Rainer Wingert ist passionierter Schweiz- und Eisenbahnfan
Kirchberg. Um an der Jahreshauptversammlung ihres Vereins teilzunehmen, reicht es für die meisten Mitglieder in der Regel aus, mal kurz um ein paar Ecken zu gehen oder in den Nachbarort zu fahren. Bei Rainer Wingert ist es damit nicht getan. Der 54-jährige Kirchberger gehört gleich drei Vereinen an: dem Modellbahnverein seiner Heimatstadt, dem der Zwickauer Köche und dem Schweizer Verein zur Förderung historischer Forchbahnfahrzeuge.
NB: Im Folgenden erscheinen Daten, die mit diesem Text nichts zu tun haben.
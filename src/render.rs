use std::borrow::Cow;

use particle_field::{Color, DrawCommand, DrawList};
use wgpu::{util::DeviceExt, BindGroupLayoutEntry};

use crate::utils::{multiple_of, srgb_to_linear};

/// Instance buffers grow in steps of this many shapes.
const INSTANCE_CHUNK: u32 = 256;

const CIRCLE: f32 = 0.0;
const LINE: f32 = 1.0;

/// Most shapes a buffer of `max_buffer_size` bytes can hold.
pub fn max_instances(max_buffer_size: u64) -> u32 {
    let per_instance = std::mem::size_of::<ShapeInstance>() as u64;
    (max_buffer_size / per_instance).min(u32::MAX as u64) as u32
}

/// One disc or line segment, expanded to a quad in the vertex shader.
#[repr(C)]
#[derive(bytemuck::Pod, bytemuck::Zeroable, Clone, Copy, Debug, PartialEq)]
pub struct ShapeInstance {
    pub start: [f32; 2],
    pub end: [f32; 2],
    /// Radius for circles, half the stroke width for lines
    pub extent: f32,
    pub kind: f32,
    pub color: [f32; 4],
}

/// Converts recorded canvas calls into GPU instances, scaling every alpha by
/// the layer opacity.
pub fn shape_instances(list: &DrawList, layer_opacity: f32, linear_output: bool) -> Vec<ShapeInstance> {
    let encode = |color: Color| {
        let [r, g, b, a] = color.to_array();
        if linear_output {
            [srgb_to_linear(r), srgb_to_linear(g), srgb_to_linear(b), a * layer_opacity]
        } else {
            [r, g, b, a * layer_opacity]
        }
    };

    list.commands()
        .iter()
        .filter_map(|command| match *command {
            DrawCommand::Clear => None,
            DrawCommand::Circle {
                center,
                radius,
                color,
            } => Some(ShapeInstance {
                start: center.to_array(),
                end: center.to_array(),
                extent: radius,
                kind: CIRCLE,
                color: encode(color),
            }),
            DrawCommand::Line {
                from,
                to,
                width,
                color,
            } => Some(ShapeInstance {
                start: from.to_array(),
                end: to.to_array(),
                extent: width / 2.0,
                kind: LINE,
                color: encode(color),
            }),
        })
        .collect()
}

pub struct RenderModule {
    screen_size_buffer: wgpu::Buffer,
    corners_buffer: wgpu::Buffer,
    instance_buffer: wgpu::Buffer,
    instance_capacity: u32,
    instance_count: u32,
    instance_limit: u32,
    truncation_logged: bool,

    linear_output: bool,

    bind_group: wgpu::BindGroup,
    pipeline: wgpu::RenderPipeline,
}

impl RenderModule {
    pub fn new(device: &wgpu::Device, swapchain_format: wgpu::TextureFormat) -> Self {
        let shader_module = device.create_shader_module(wgpu::ShaderModuleDescriptor {
            label: Some("particle field shader"),
            source: wgpu::ShaderSource::Wgsl(Cow::Borrowed(include_str!("render.wgsl"))),
        });

        let screen_size_buffer = device.create_buffer(&wgpu::BufferDescriptor {
            label: Some("screen size"),
            size: 4 * 4,
            usage: wgpu::BufferUsages::UNIFORM | wgpu::BufferUsages::COPY_DST,
            mapped_at_creation: false,
        });

        // two triangles covering [-1, 1]^2
        let corners_buffer = device.create_buffer_init(&wgpu::util::BufferInitDescriptor {
            label: Some("quad corners"),
            contents: bytemuck::cast_slice(&[
                -1.0f32, -1.0, 1.0, -1.0, 1.0, 1.0, //
                -1.0, -1.0, 1.0, 1.0, -1.0, 1.0,
            ]),
            usage: wgpu::BufferUsages::VERTEX,
        });

        let instance_buffer = create_instance_buffer(device, INSTANCE_CHUNK);

        let bind_group_layout = device.create_bind_group_layout(&wgpu::BindGroupLayoutDescriptor {
            label: None,
            entries: &[BindGroupLayoutEntry {
                binding: 0,
                visibility: wgpu::ShaderStages::VERTEX,
                ty: wgpu::BindingType::Buffer {
                    ty: wgpu::BufferBindingType::Uniform,
                    has_dynamic_offset: false,
                    min_binding_size: None,
                },
                count: None,
            }],
        });
        let bind_group = device.create_bind_group(&wgpu::BindGroupDescriptor {
            label: None,
            layout: &bind_group_layout,
            entries: &[wgpu::BindGroupEntry {
                binding: 0,
                resource: screen_size_buffer.as_entire_binding(),
            }],
        });

        let pipeline_layout = device.create_pipeline_layout(&wgpu::PipelineLayoutDescriptor {
            label: Some("render"),
            bind_group_layouts: &[&bind_group_layout],
            push_constant_ranges: &[],
        });
        let pipeline = device.create_render_pipeline(&wgpu::RenderPipelineDescriptor {
            label: None,
            layout: Some(&pipeline_layout),
            vertex: wgpu::VertexState {
                module: &shader_module,
                entry_point: "vertex",
                buffers: &[
                    wgpu::VertexBufferLayout {
                        array_stride: std::mem::size_of::<ShapeInstance>() as wgpu::BufferAddress,
                        step_mode: wgpu::VertexStepMode::Instance,
                        attributes: &wgpu::vertex_attr_array![0 => Float32x2, 1 => Float32x2, 2 => Float32, 3 => Float32, 4 => Float32x4],
                    },
                    wgpu::VertexBufferLayout {
                        array_stride: 2 * 4,
                        step_mode: wgpu::VertexStepMode::Vertex,
                        attributes: &wgpu::vertex_attr_array![5 => Float32x2],
                    },
                ],
            },
            fragment: Some(wgpu::FragmentState {
                module: &shader_module,
                entry_point: "fragment",
                targets: &[Some(wgpu::ColorTargetState {
                    format: swapchain_format,
                    blend: Some(wgpu::BlendState::ALPHA_BLENDING),
                    write_mask: wgpu::ColorWrites::ALL,
                })],
            }),
            primitive: wgpu::PrimitiveState::default(),
            depth_stencil: None,
            multisample: wgpu::MultisampleState::default(),
            multiview: None,
        });

        Self {
            screen_size_buffer,
            corners_buffer,
            instance_buffer,
            instance_capacity: INSTANCE_CHUNK,
            instance_count: 0,
            instance_limit: max_instances(device.limits().max_buffer_size),
            truncation_logged: false,

            linear_output: swapchain_format.is_srgb(),

            bind_group,
            pipeline,
        }
    }

    /// `width` and `height` are the canvas size in logical pixels, the unit
    /// draw commands are recorded in.
    pub fn update_size(&self, queue: &wgpu::Queue, width: f32, height: f32) {
        queue.write_buffer(
            &self.screen_size_buffer,
            0,
            bytemuck::cast_slice(&[width.max(1.0), height.max(1.0), 0.0, 0.0]),
        );
    }

    /// Uploads this frame's shapes, growing the instance buffer if needed.
    /// Shapes past what the device can hold in one buffer are dropped.
    pub fn prepare(
        &mut self,
        device: &wgpu::Device,
        queue: &wgpu::Queue,
        list: &DrawList,
        layer_opacity: f32,
    ) {
        let mut instances = shape_instances(list, layer_opacity, self.linear_output);
        if instances.len() > self.instance_limit as usize {
            if !self.truncation_logged {
                log::warn!(
                    "Frame has {} shapes, only drawing the first {}",
                    instances.len(),
                    self.instance_limit
                );
                self.truncation_logged = true;
            }
            instances.truncate(self.instance_limit as usize);
        }
        let count = instances.len() as u32;

        if count > self.instance_capacity {
            self.instance_capacity = grown_capacity(count, self.instance_limit);
            self.instance_buffer = create_instance_buffer(device, self.instance_capacity);
            log::debug!("Instance buffer grown to {} shapes", self.instance_capacity);
        }

        if count > 0 {
            queue.write_buffer(&self.instance_buffer, 0, bytemuck::cast_slice(&instances));
        }
        self.instance_count = count;
    }

    pub fn begin_pass<'a>(
        &'a self,
        encoder: &'a mut wgpu::CommandEncoder,
        view: &'a wgpu::TextureView,
        background: Color,
    ) -> wgpu::RenderPass<'a> {
        let [mut r, mut g, mut b, a] = background.to_array();
        if self.linear_output {
            (r, g, b) = (srgb_to_linear(r), srgb_to_linear(g), srgb_to_linear(b));
        }

        let mut rpass = encoder.begin_render_pass(&wgpu::RenderPassDescriptor {
            label: None,
            color_attachments: &[Some(wgpu::RenderPassColorAttachment {
                view,
                resolve_target: None,
                ops: wgpu::Operations {
                    load: wgpu::LoadOp::Clear(wgpu::Color {
                        r: r as f64,
                        g: g as f64,
                        b: b as f64,
                        a: a as f64,
                    }),
                    store: wgpu::StoreOp::Store,
                },
            })],
            depth_stencil_attachment: None,
            timestamp_writes: None,
            occlusion_query_set: None,
        });

        if self.instance_count > 0 {
            rpass.set_pipeline(&self.pipeline);
            rpass.set_bind_group(0, &self.bind_group, &[]);
            rpass.set_vertex_buffer(0, self.instance_buffer.slice(..));
            rpass.set_vertex_buffer(1, self.corners_buffer.slice(..));
            rpass.draw(0..6, 0..self.instance_count);
        }

        rpass
    }
}

/// Capacity for `count` shapes, rounded up to whole chunks but never past
/// `limit`.
fn grown_capacity(count: u32, limit: u32) -> u32 {
    let count = count.min(limit).min(u32::MAX - INSTANCE_CHUNK);
    multiple_of(count, INSTANCE_CHUNK).min(limit)
}

fn create_instance_buffer(device: &wgpu::Device, capacity: u32) -> wgpu::Buffer {
    device.create_buffer(&wgpu::BufferDescriptor {
        label: Some("shape instances"),
        size: (std::mem::size_of::<ShapeInstance>() * capacity as usize) as u64,
        usage: wgpu::BufferUsages::VERTEX | wgpu::BufferUsages::COPY_DST,
        mapped_at_creation: false,
    })
}

#[cfg(test)]
mod tests {
    use glam::Vec2;
    use particle_field::Canvas;

    use super::*;

    #[test]
    fn instances_skip_clear_and_scale_alpha() {
        let color = Color::from_rgba8(255, 0, 0, 0.5);
        let mut list = DrawList::new();
        list.clear();
        list.fill_circle(Vec2::new(1.0, 2.0), 3.0, color);
        list.stroke_line(Vec2::ZERO, Vec2::new(10.0, 0.0), 1.5, color);

        let instances = shape_instances(&list, 0.4, false);
        assert_eq!(instances.len(), 2);

        assert_eq!(instances[0].kind, CIRCLE);
        assert_eq!(instances[0].start, [1.0, 2.0]);
        assert_eq!(instances[0].extent, 3.0);
        assert!((instances[0].color[3] - 0.2).abs() < 1e-6);

        assert_eq!(instances[1].kind, LINE);
        assert_eq!(instances[1].end, [10.0, 0.0]);
        assert_eq!(instances[1].extent, 0.75);
    }

    #[test]
    fn linear_output_converts_rgb_only() {
        let mut list = DrawList::new();
        list.fill_circle(Vec2::ZERO, 1.0, Color::from_rgba8(128, 128, 128, 1.0));

        let instance = shape_instances(&list, 1.0, true)[0];
        assert!(instance.color[0] < 128.0 / 255.0);
        assert_eq!(instance.color[3], 1.0);
    }

    #[test]
    fn instance_count_is_bounded_by_buffer_size() {
        // 256 MiB, the downlevel WebGL2 limit
        assert_eq!(max_instances(256 << 20), 6_710_886);
        assert_eq!(max_instances(39), 0);
        assert_eq!(max_instances(u64::MAX), u32::MAX);
    }

    #[test]
    fn growth_never_exceeds_limit() {
        assert_eq!(grown_capacity(300, 10_000), 512);
        assert_eq!(grown_capacity(12_500_000, 6_710_886), 6_710_886);
        assert_eq!(grown_capacity(6_710_800, 6_710_886), 6_710_886);
    }

    #[test]
    fn instance_layout_matches_shader() {
        assert_eq!(std::mem::size_of::<ShapeInstance>(), 10 * 4);
    }
}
Ursprung der ungewöhnlichen Vereinsmitgliedschaft im Land der Eidgenossen war ein kirchliches Ostertreffen, das noch zu DDR-Zeiten auf Schloss Moritzburg stattfand. Seinerzeit sprach ein Gast aus dem Westen Deutschlands die für die Anwesenden unglaublichen Worte aus: Ihr seid alle herzlich eingeladen. Als sich Rainer Wingert nach dem Mauerfall in München sein Begrüßungsgeld abholte, erinnerte er sich an diese Einladung. "Ich bin mehr aus Neugier zum dortigen Christlichen Verein junger Menschen (CVJM) gegangen, fand nette Gesprächspartner und erhielt auch Prospekte mit dem aktuellen CVJM-Programm. Einziges Reiseziel, das ich mir damals leisten konnte, war der Starnberger See", sagte er. Dort freundete er sich mit einem Journalisten an, der für ein großes deutsches Nachrichtenmagazin tätig war.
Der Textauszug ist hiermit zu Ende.